▸ WORK INSTRUCTION
Nothing but the lines from the start of the records through the line that contains "need no artifact." is to be copied, and each is to be copied exactly.

▸ MATERIAL SUPPLIED
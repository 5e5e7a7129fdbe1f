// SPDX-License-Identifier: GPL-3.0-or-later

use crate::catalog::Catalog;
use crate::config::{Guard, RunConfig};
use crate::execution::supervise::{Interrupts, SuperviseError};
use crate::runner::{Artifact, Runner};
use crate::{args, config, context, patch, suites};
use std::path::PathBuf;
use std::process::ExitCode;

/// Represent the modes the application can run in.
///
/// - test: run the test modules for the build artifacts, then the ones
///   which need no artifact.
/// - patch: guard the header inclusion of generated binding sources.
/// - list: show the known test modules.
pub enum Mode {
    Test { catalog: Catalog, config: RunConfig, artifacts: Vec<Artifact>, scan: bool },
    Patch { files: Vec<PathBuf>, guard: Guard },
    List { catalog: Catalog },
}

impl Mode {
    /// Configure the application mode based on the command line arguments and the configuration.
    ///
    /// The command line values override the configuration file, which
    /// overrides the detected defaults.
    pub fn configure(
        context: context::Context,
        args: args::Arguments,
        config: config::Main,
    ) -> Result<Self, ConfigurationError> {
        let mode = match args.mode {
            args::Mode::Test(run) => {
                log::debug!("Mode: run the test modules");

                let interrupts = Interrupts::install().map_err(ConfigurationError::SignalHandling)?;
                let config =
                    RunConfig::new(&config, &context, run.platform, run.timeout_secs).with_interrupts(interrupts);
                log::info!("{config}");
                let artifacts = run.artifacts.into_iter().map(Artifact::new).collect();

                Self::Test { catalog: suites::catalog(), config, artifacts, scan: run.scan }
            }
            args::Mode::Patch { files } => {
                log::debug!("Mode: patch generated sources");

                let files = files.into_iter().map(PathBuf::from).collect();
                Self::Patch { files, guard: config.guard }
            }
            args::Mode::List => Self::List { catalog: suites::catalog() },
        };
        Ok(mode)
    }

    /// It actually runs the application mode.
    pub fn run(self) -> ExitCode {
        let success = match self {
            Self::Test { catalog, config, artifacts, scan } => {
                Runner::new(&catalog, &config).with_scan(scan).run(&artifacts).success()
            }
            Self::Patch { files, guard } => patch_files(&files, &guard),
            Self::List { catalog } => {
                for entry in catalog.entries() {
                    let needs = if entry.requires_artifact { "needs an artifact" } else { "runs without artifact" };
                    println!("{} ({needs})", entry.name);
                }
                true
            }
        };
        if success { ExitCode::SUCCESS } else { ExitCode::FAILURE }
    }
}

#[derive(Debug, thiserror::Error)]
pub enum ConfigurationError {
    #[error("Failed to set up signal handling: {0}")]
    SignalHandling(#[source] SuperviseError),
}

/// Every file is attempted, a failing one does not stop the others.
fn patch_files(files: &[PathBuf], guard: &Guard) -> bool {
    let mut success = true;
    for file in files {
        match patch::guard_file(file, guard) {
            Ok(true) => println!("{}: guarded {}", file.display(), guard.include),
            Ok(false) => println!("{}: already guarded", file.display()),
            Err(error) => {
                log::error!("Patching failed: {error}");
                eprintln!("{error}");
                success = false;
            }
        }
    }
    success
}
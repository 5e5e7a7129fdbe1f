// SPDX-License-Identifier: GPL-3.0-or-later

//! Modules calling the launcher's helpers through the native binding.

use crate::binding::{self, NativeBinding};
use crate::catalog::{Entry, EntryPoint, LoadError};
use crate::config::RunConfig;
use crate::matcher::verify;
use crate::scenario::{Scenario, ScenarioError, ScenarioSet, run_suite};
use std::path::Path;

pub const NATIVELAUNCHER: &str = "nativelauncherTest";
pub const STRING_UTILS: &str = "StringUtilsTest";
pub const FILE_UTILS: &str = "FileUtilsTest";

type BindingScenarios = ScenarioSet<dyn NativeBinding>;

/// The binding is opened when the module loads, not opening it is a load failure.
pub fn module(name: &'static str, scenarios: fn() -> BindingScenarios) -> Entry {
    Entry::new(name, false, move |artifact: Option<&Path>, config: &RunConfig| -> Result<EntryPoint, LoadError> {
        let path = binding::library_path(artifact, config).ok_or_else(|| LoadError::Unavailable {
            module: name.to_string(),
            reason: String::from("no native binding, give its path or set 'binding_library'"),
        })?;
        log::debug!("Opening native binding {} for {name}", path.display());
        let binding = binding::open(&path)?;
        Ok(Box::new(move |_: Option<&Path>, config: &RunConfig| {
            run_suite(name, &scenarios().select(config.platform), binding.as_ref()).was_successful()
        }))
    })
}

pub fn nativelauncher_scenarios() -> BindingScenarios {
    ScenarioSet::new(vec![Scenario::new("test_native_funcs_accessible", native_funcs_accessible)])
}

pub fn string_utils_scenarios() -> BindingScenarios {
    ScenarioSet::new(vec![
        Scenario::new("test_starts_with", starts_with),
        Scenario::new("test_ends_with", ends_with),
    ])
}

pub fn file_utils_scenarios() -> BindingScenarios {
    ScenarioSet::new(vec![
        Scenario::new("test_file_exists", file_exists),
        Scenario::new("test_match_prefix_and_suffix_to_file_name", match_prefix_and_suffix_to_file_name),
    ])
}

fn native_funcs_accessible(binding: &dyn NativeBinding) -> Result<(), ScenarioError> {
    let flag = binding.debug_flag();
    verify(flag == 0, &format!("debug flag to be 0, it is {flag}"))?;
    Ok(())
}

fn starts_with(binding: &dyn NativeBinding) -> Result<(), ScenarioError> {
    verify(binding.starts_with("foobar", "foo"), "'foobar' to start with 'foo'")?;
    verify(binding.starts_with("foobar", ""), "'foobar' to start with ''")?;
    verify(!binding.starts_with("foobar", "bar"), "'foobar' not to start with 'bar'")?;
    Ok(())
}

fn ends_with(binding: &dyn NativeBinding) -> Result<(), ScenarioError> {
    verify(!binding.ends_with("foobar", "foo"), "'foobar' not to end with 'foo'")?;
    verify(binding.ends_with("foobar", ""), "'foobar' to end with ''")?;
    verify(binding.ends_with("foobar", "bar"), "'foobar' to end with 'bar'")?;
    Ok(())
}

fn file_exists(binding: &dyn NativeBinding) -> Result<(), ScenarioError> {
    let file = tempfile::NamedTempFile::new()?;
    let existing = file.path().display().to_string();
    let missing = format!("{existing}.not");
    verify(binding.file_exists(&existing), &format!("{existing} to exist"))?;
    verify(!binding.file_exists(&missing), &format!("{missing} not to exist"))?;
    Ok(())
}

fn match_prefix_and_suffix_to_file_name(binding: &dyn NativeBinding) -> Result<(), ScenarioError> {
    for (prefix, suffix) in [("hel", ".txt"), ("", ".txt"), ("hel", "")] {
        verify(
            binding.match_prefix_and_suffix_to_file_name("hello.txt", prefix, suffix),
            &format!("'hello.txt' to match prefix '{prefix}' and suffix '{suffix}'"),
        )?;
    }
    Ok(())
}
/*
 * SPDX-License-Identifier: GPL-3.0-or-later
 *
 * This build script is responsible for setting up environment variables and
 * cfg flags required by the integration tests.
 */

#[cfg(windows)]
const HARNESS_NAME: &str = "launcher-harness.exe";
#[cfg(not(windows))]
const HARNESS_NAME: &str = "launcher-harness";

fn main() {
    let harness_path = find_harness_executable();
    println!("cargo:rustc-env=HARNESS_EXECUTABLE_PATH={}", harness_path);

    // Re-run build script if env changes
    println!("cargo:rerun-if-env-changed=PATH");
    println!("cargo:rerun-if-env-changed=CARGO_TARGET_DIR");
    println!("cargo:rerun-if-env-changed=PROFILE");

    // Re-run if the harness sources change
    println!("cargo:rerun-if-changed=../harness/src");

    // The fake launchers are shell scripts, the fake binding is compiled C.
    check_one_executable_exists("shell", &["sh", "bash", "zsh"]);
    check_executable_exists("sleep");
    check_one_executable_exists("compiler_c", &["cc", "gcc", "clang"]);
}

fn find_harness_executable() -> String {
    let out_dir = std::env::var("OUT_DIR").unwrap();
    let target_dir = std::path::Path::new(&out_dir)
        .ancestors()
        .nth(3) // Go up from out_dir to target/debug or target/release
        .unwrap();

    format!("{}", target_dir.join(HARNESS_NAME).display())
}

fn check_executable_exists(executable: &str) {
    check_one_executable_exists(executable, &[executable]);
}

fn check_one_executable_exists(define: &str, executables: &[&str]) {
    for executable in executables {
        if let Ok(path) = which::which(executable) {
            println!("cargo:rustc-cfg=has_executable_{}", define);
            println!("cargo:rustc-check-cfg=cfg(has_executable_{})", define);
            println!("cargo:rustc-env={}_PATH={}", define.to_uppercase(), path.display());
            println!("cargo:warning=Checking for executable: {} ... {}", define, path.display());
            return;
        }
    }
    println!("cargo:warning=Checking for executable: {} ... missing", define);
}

▸ SOLUTION TO THE EXERCISE
repository 5e5e7a7129fdbe1f
// SPDX-License-Identifier: GPL-3.0-or-later

use crate::catalog::Catalog;
use crate::config::{Guard, RunConfig};
use crate::execution::supervise::{Interrupts, SuperviseError};
use crate::runner::{Artifact, Runner};
use crate::{args, config, context, patch, suites};
use std::path::PathBuf;
use std::process::ExitCode;

/// Represent the modes the application can run in.
///
/// - test: run the test modules for the build artifacts, then the ones
///   which need no artifact.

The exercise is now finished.